Collected data:

//! Processing stages and the pipeline that runs them.
//!
//! A [`Pipeline`] owns an ordered list of [`ResourceProcessor`] stages and
//! applies them to one resource, a slice of resources or a whole
//! [`Resources`] collection. Resources are processed in parallel with rayon;
//! a failure stops the remaining stages for that resource only.

pub mod entity;
pub mod processor;
pub mod title;
pub mod xsl;

pub use entity::{EntityResolver, PredefinedOnly, XhtmlEntities};
pub use processor::{IdentityProcessor, ResourceProcessor};
pub use title::TitleFillProcessor;
pub use xsl::XslProcessor;

use crate::common::diagnostics::{Diagnostics, default_diagnostics};
use crate::common::{Error, Result};
use crate::config::ProcessingConfig;
use crate::resource::{Resource, Resources, TitleExtractor};
use encoding_rs::Encoding;
use rayon::prelude::*;
use std::sync::Arc;

const COMPONENT: &str = "pipeline";

/// Outcome of running a pipeline over many resources.
#[derive(Debug, Default)]
pub struct ProcessReport {
    /// Resources that went through every stage
    pub processed: usize,
    /// Resources whose content was replaced at least once
    pub changed: usize,
    /// Href and error of every resource that failed
    pub failures: Vec<(String, Error)>,
}

impl ProcessReport {
    #[inline]
    pub fn is_success(&self) -> bool {
        self.failures.is_empty()
    }

    fn record(&mut self, href: String, outcome: Result<usize>) {
        match outcome {
            Ok(changes) => {
                self.processed += 1;
                if changes > 0 {
                    self.changed += 1;
                }
            },
            Err(err) => self.failures.push((href, err)),
        }
    }
}

pub struct Pipeline {
    stages: Vec<Box<dyn ResourceProcessor>>,
    diagnostics: Arc<dyn Diagnostics>,
    default_encoding: Option<&'static Encoding>,
    parallel: bool,
}

impl Default for Pipeline {
    fn default() -> Self {
        Self::new()
    }
}

impl Pipeline {
    pub fn new() -> Self {
        Self {
            stages: Vec::new(),
            diagnostics: default_diagnostics(),
            default_encoding: None,
            parallel: true,
        }
    }

    /// Build the stages a configuration asks for: title extraction, then
    /// the stylesheet.
    pub fn from_config(config: &ProcessingConfig) -> Result<Self> {
        Self::from_config_with(config, default_diagnostics())
    }

    pub fn from_config_with(
        config: &ProcessingConfig,
        diagnostics: Arc<dyn Diagnostics>,
    ) -> Result<Self> {
        config.validate()?;
        let mut pipeline = Self::new()
            .with_diagnostics(diagnostics.clone())
            .with_default_encoding(Some(config.encoding()?))
            .parallel(config.parallel);

        if config.extract_titles {
            pipeline.push(TitleFillProcessor::new(TitleExtractor::new(
                diagnostics.clone(),
            )));
        }
        if let Some(path) = &config.stylesheet {
            let xsl = XslProcessor::from_path(path)?
                .with_entities(config.entities.resolver())
                .with_diagnostics(diagnostics);
            pipeline.push(xsl);
        }
        Ok(pipeline)
    }

    pub fn with_diagnostics(mut self, diagnostics: Arc<dyn Diagnostics>) -> Self {
        self.diagnostics = diagnostics;
        self
    }

    /// Encoding given to text resources that have none.
    pub fn with_default_encoding(mut self, encoding: Option<&'static Encoding>) -> Self {
        self.default_encoding = encoding;
        self
    }

    pub fn parallel(mut self, parallel: bool) -> Self {
        self.parallel = parallel;
        self
    }

    pub fn push(&mut self, stage: impl ResourceProcessor + 'static) -> &mut Self {
        self.stages.push(Box::new(stage));
        self
    }

    pub fn stage_names(&self) -> impl Iterator<Item = &str> + '_ {
        self.stages.iter().map(|stage| stage.name())
    }

    #[inline]
    pub fn len(&self) -> usize {
        self.stages.len()
    }

    #[inline]
    pub fn is_empty(&self) -> bool {
        self.stages.is_empty()
    }

    /// Run every stage over `resource` in order, returning how many stages
    /// replaced its content.
    ///
    /// Stage output is UTF-8, so rewritten text resources are switched to
    /// that encoding. The first failing stage ends processing; its error is
    /// reported as [`Error::TransformFailure`].
    pub fn process(&self, resource: &mut Resource) -> Result<usize> {
        if resource.encoding().is_none()
            && resource.media_type().is_some_and(|m| m.text)
            && let Some(encoding) = self.default_encoding
        {
            resource.set_encoding(Some(encoding));
        }

        let mut changes = 0;
        for stage in &self.stages {
            match stage.apply(resource) {
                Ok(Some(bytes)) => {
                    resource.set_data(bytes);
                    if resource.encoding().is_some() {
                        resource.set_encoding(Some(encoding_rs::UTF_8));
                    }
                    changes += 1;
                },
                Ok(None) => {},
                Err(err) => {
                    let err = err.into_transform_failure(resource.href());
                    self.diagnostics.warn(
                        COMPONENT,
                        Some(resource.href()),
                        &format!("stage '{}' failed: {}", stage.name(), err),
                    );
                    return Err(err);
                },
            }
        }
        Ok(changes)
    }

    /// Process every resource in the slice.
    pub fn process_all(&self, resources: &mut [Resource]) -> ProcessReport {
        let outcomes: Vec<(String, Result<usize>)> = if self.parallel {
            resources
                .par_iter_mut()
                .map(|resource| self.run_one(resource))
                .collect()
        } else {
            resources
                .iter_mut()
                .map(|resource| self.run_one(resource))
                .collect()
        };
        self.report(outcomes)
    }

    /// Process every resource of a collection.
    pub fn process_collection(&self, resources: &mut Resources) -> ProcessReport {
        let outcomes: Vec<(String, Result<usize>)> = if self.parallel {
            resources
                .map_mut()
                .par_iter_mut()
                .map(|(_, resource)| self.run_one(resource))
                .collect()
        } else {
            resources
                .iter_mut()
                .map(|resource| self.run_one(resource))
                .collect()
        };
        self.report(outcomes)
    }

    fn run_one(&self, resource: &mut Resource) -> (String, Result<usize>) {
        (resource.href().to_string(), self.process(resource))
    }

    fn report(&self, outcomes: Vec<(String, Result<usize>)>) -> ProcessReport {
        let mut report = ProcessReport::default();
        for (href, outcome) in outcomes {
            report.record(href, outcome);
        }
        self.diagnostics.debug(
            COMPONENT,
            None,
            &format!(
                "processed {} resources, {} changed, {} failed",
                report.processed,
                report.changed,
                report.failures.len()
            ),
        );
        report
    }
}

Brief: Set down the records again verbatim, so that each word stays as it is.

Result of this exercise:
//! Processing stages and the pipeline that runs them.
//!
//! A [`Pipeline`] owns an ordered list of [`ResourceProcessor`] stages and
//! applies them to one resource, a slice of resources or a whole
//! [`Resources`] collection. Resources are processed in parallel with rayon;
//! a failure stops the remaining stages for that resource only.

pub mod entity;
pub mod processor;
pub mod title;
pub mod xsl;

pub use entity::{EntityResolver, PredefinedOnly, XhtmlEntities};
pub use processor::{IdentityProcessor, ResourceProcessor};
pub use title::TitleFillProcessor;
pub use xsl::XslProcessor;

use crate::common::diagnostics::{Diagnostics, default_diagnostics};
use crate::common::{Error, Result};
use crate::config::ProcessingConfig;
use crate::resource::{Resource, Resources, TitleExtractor};
use encoding_rs::Encoding;
use rayon::prelude::*;
use std::sync::Arc;

const COMPONENT: &str = "pipeline";

/// Outcome of running a pipeline over many resources.
#[derive(Debug, Default)]
pub struct ProcessReport {
    /// Resources that went through every stage
    pub processed: usize,
    /// Resources whose content was replaced at least once
    pub changed: usize,
    /// Href and error of every resource that failed
    pub failures: Vec<(String, Error)>,
}

impl ProcessReport {
    #[inline]
    pub fn is_success(&self) -> bool {
        self.failures.is_empty()
    }

    fn record(&mut self, href: String, outcome: Result<usize>) {
        match outcome {
            Ok(changes) => {
                self.processed += 1;
                if changes > 0 {
                    self.changed += 1;
                }
            },
            Err(err) => self.failures.push((href, err)),
        }
    }
}

pub struct Pipeline {
    stages: Vec<Box<dyn ResourceProcessor>>,
    diagnostics: Arc<dyn Diagnostics>,
    default_encoding: Option<&'static Encoding>,
    parallel: bool,
}

impl Default for Pipeline {
    fn default() -> Self {
        Self::new()
    }
}

impl Pipeline {
    pub fn new() -> Self {
        Self {
            stages: Vec::new(),
            diagnostics: default_diagnostics(),
            default_encoding: None,
            parallel: true,
        }
    }

    /// Build the stages a configuration asks for: title extraction, then
    /// the stylesheet.
    pub fn from_config(config: &ProcessingConfig) -> Result<Self> {
        Self::from_config_with(config, default_diagnostics())
    }

    pub fn from_config_with(
        config: &ProcessingConfig,
        diagnostics: Arc<dyn Diagnostics>,
    ) -> Result<Self> {
        config.validate()?;
        let mut pipeline = Self::new()
            .with_diagnostics(diagnostics.clone())
            .with_default_encoding(Some(config.encoding()?))
            .parallel(config.parallel);

        if config.extract_titles {
            pipeline.push(TitleFillProcessor::new(TitleExtractor::new(
                diagnostics.clone(),
            )));
        }
        if let Some(path) = &config.stylesheet {
            let xsl = XslProcessor::from_path(path)?
                .with_entities(config.entities.resolver())
                .with_diagnostics(diagnostics);
            pipeline.push(xsl);
        }
        Ok(pipeline)
    }

    pub fn with_diagnostics(mut self, diagnostics: Arc<dyn Diagnostics>) -> Self {
        self.diagnostics = diagnostics;
        self
    }

    /// Encoding given to text resources that have none.
    pub fn with_default_encoding(mut self, encoding: Option<&'static Encoding>) -> Self {
        self.default_encoding = encoding;
        self
    }

    pub fn parallel(mut self, parallel: bool) -> Self {
        self.parallel = parallel;
        self
    }

    pub fn push(&mut self, stage: impl ResourceProcessor + 'static) -> &mut Self {
        self.stages.push(Box::new(stage));
        self
    }

    pub fn stage_names(&self) -> impl Iterator<Item = &str> + '_ {
        self.stages.iter().map(|stage| stage.name())
    }

    #[inline]
    pub fn len(&self) -> usize {
        self.stages.len()
    }

    #[inline]
    pub fn is_empty(&self) -> bool {
        self.stages.is_empty()
    }

    /// Run every stage over `resource` in order, returning how many stages
    /// replaced its content.
    ///
    /// Stage output is UTF-8, so rewritten text resources are switched to
    /// that encoding. The first failing stage ends processing; its error is
    /// reported as [`Error::TransformFailure`].
    pub fn process(&self, resource: &mut Resource) -> Result<usize> {
        if resource.encoding().is_none()
            && resource.media_type().is_some_and(|m| m.text)
            && let Some(encoding) = self.default_encoding
        {
            resource.set_encoding(Some(encoding));
        }

        let mut changes = 0;
        for stage in &self.stages {
            match stage.apply(resource) {
                Ok(Some(bytes)) => {
                    resource.set_data(bytes);
                    if resource.encoding().is_some() {
                        resource.set_encoding(Some(encoding_rs::UTF_8));
                    }
                    changes += 1;
                },
                Ok(None) => {},
                Err(err) => {
                    let err = err.into_transform_failure(resource.href());
                    self.diagnostics.warn(
                        COMPONENT,
                        Some(resource.href()),
                        &format!("stage '{}' failed: {}", stage.name(), err),
                    );
                    return Err(err);
                },
            }
        }
        Ok(changes)
    }

    /// Process every resource in the slice.
    pub fn process_all(&self, resources: &mut [Resource]) -> ProcessReport {
        let outcomes: Vec<(String, Result<usize>)> = if self.parallel {
            resources
                .par_iter_mut()
                .map(|resource| self.run_one(resource))
                .collect()
        } else {
            resources
                .iter_mut()
                .map(|resource| self.run_one(resource))
                .collect()
        };
        self.report(outcomes)
    }

    /// Process every resource of a collection.
    pub fn process_collection(&self, resources: &mut Resources) -> ProcessReport {
        let outcomes: Vec<(String, Result<usize>)> = if self.parallel {
            resources
                .map_mut()
                .par_iter_mut()
                .map(|(_, resource)| self.run_one(resource))
                .collect()
        } else {
            resources
                .iter_mut()
                .map(|resource| self.run_one(resource))
                .collect()
        };
        self.report(outcomes)
    }

    fn run_one(&self, resource: &mut Resource) -> (String, Result<usize>) {
        (resource.href().to_string(), self.process(resource))
    }

    fn report(&self, outcomes: Vec<(String, Result<usize>)>) -> ProcessReport {
        let mut report = ProcessReport::default();
        for (href, outcome) in outcomes {
            report.record(href, outcome);
        }
        self.diagnostics.debug(
            COMPONENT,
            None,
            &format!(
                "processed {} resources, {} changed, {} failed",
                report.processed,
                report.changed,
                report.failures.len()
            ),
        );
        report
    }
}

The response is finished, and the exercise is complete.